GENOMIC IMPRINTING OF P57(KIP2), CYCLIN-DEPENDENT KINASE INHIBITOR, IN MOUSE

P57KIP2 is a potent tight-binding inhibitor of several G1 cyclin/Cdk complexes, and is a negative regulator of cell proliferation1,2. The gene encoding human p57KIP is located on chromosome 11 p15.5 (ref. 2), a region implicated in both sporadic cancers and Beckwith-Wiedemann syndrome, a familial cancer syndrome, marking it a tumour suppressor candidate.
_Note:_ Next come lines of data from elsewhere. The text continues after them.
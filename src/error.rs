//! Engine Errors
//!
//! Failures that end a request. Tool-level failures never appear here;
//! they become error ToolResults inside the transcript and the loop
//! continues.

use taskweave_llm::LlmError;
use thiserror::Error;

/// User-facing message when the tool loop hits its iteration cap
pub const ITERATION_LIMIT_MESSAGE: &str =
    "Too many tool calls for one request. Try rephrasing or simplifying your message.";

/// Errors from one orchestration run
#[derive(Debug, Error)]
pub enum EngineError {
    /// The request carried no message text and no attachments
    #[error("Message cannot be empty")]
    EmptyMessage,

    /// An attachment could not be resolved to bytes; the transcript must
    /// never be sent partially inlined
    #[error("Attachment could not be resolved: {url} ({reason})")]
    AttachmentUnresolved { url: String, reason: String },

    /// The model violated the turn protocol (unexpected stop reason,
    /// malformed terminal output)
    #[error("Protocol violation: {0}")]
    Protocol(String),

    /// The tool loop ran out of iterations without a terminal turn
    #[error("{ITERATION_LIMIT_MESSAGE}")]
    IterationLimit,

    /// The provider call failed after retries
    #[error("LLM error: {0}")]
    Llm(#[from] LlmError),
}
//! Taskweave Tools
//!
//! The tool surface the conversation engine exposes to the model:
//!
//! - `ToolResult` - execution result type fed back into the transcript
//! - `definitions` - query + terminal tool definitions and classifiers
//! - `datastore` - read-only, credential-scoped data access trait
//! - `ToolExecutor` - authorized dispatch of query tool calls
//!
//! Query tools never create, update, or delete. The two terminal tools
//! (`propose_operations`, `ask_questions`) are never executed here; their
//! presence in a model turn is a signal the orchestrator resolves at parse
//! time.

pub mod datastore;
pub mod definitions;
pub mod executor;
pub mod result;

pub use datastore::{
    DataStore, DataStoreError, FileFilter, FileRecord, NoteFilter, NoteRecord, ProjectFilter,
    ProjectRecord, TaskFilter, TaskRecord,
};
pub use definitions::{
    is_query_tool, is_terminal_tool, tool_definitions, ASK_QUESTIONS, PROPOSE_OPERATIONS,
    QUERY_FILES, QUERY_NOTES, QUERY_PROJECTS, QUERY_TASKS,
};
pub use executor::ToolExecutor;
pub use result::ToolResult;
Several types of childhood tumours including Wilm’s tumour, adrenocortical carcinoma and rhabdomyosarcoma display a specific loss of maternal 11p15 alleles, suggesting that genomic imprinting3–8 plays an important part9–12. Genetic analysis of the Beckwith-Wiedemann syndrome has indicated maternal carriers as well as suggested a role in genomic imprinting13. Here, as a first step towards elucidating the genesis of human cancers in this region, we showed that a mouse homologue of p57KIP2 is genomically imprinted. The paternally inherited allele is transcriptionally repressed and methylated. This murine gene maps to the distal region of chromosome7, within acluster of imprinted genes, including insulin-2, insulin-like growth factor-2, H19 and Mash2 (refs 14–18). © 1995 Nature Publishing Group.